::: Data extracts
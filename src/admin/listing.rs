//! Admin product list with category filter and confirmed deletion.
//!
//! Mutations are never applied locally: after a delete the whole list is fetched again, so
//! the list always shows what the store holds. A failed re-fetch does not undo a committed
//! delete; the stale list is kept and the error is reported alongside it.

use serde::Serialize;

use crate::client::ProductBackend;
use crate::errors::AppError;
use crate::models::{CatalogStats, CategoryFilter, Product};

/// Answer to the "are you sure?" prompt.
#[derive(Debug, Clone, Copy, PartialEq, Eq)]
pub enum Confirmation {
    Confirmed,
    Declined,
}

impl Confirmation {
    pub fn from_flag(confirmed: Option<bool>) -> Self {
        if confirmed == Some(true) {
            Confirmation::Confirmed
        } else {
            Confirmation::Declined
        }
    }
}

#[derive(Debug, Clone, Copy, PartialEq, Eq)]
pub enum DeleteOutcome {
    Deleted,
    Cancelled,
}

/// Serializable snapshot of the listing.
#[derive(Debug, Clone, Serialize)]
#[serde(rename_all = "camelCase")]
pub struct ListingView {
    pub products: Vec<Product>,
    pub category: String,
    pub stats: CatalogStats,
    /// Set when the list could not be re-fetched after a write
    #[serde(skip_serializing_if = "Option::is_none")]
    pub error: Option<String>,
}

#[derive(Debug, Clone, Default)]
pub struct ProductListing {
    products: Vec<Product>,
    filter: CategoryFilter,
    refresh_error: Option<String>,
}

impl ProductListing {
    /// Fetch the list for a freshly opened screen.
    pub async fn load(backend: &dyn ProductBackend) -> Result<Self, AppError> {
        let mut listing = Self::default();
        listing.refresh(backend).await?;
        Ok(listing)
    }

    /// Replace the list with the store's current contents.
    pub async fn refresh(&mut self, backend: &dyn ProductBackend) -> Result<(), AppError> {
        self.products = backend.list_products().await?;
        self.refresh_error = None;
        Ok(())
    }

    pub fn products(&self) -> &[Product] {
        &self.products
    }

    pub fn set_filter(&mut self, filter: CategoryFilter) {
        self.filter = filter;
    }

    /// Products matching the current filter, in list order.
    pub fn filtered(&self) -> Vec<Product> {
        self.filter.apply(self.products(), |p| p.category)
    }

    /// Dashboard counters over the whole list, ignoring the filter.
    pub fn stats(&self) -> CatalogStats {
        CatalogStats::from_products(self.products())
    }

    /// Delete after explicit confirmation, then re-fetch the list.
    pub async fn delete(
        &mut self,
        backend: &dyn ProductBackend,
        id: &str,
        confirmation: Confirmation,
    ) -> Result<DeleteOutcome, AppError> {
        if confirmation == Confirmation::Declined {
            tracing::debug!(product_id = %id, "Delete cancelled");
            return Ok(DeleteOutcome::Cancelled);
        }

        backend.delete_product(id).await?;
        if let Err(err) = self.refresh(backend).await {
            tracing::warn!(product_id = %id, "Product deleted but re-fetch failed: {}", err);
            self.refresh_error = Some(err.to_string());
        }
        Ok(DeleteOutcome::Deleted)
    }

    pub fn view(&self) -> ListingView {
        ListingView {
            products: self.filtered(),
            category: match self.filter {
                CategoryFilter::All => "all".to_string(),
                CategoryFilter::Only(category) => category.as_str().to_string(),
            },
            stats: self.stats(),
            error: self.refresh_error.clone(),
        }
    }
}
::::::
-- What is required --
Send back the lines of the records word for word, from the very first through the line containing "use crate::client::ProductBackend;".

-- Task response --
filename src/admin/listing.rs
//! Admin product list with category filter and confirmed deletion.
//!
//! Mutations are never applied locally: after a delete the whole list is fetched again, so
//! the list always shows what the store holds. A failed re-fetch does not undo a committed
//! delete; the stale list is kept and the error is reported alongside it.

use serde::Serialize;

use crate::client::ProductBackend;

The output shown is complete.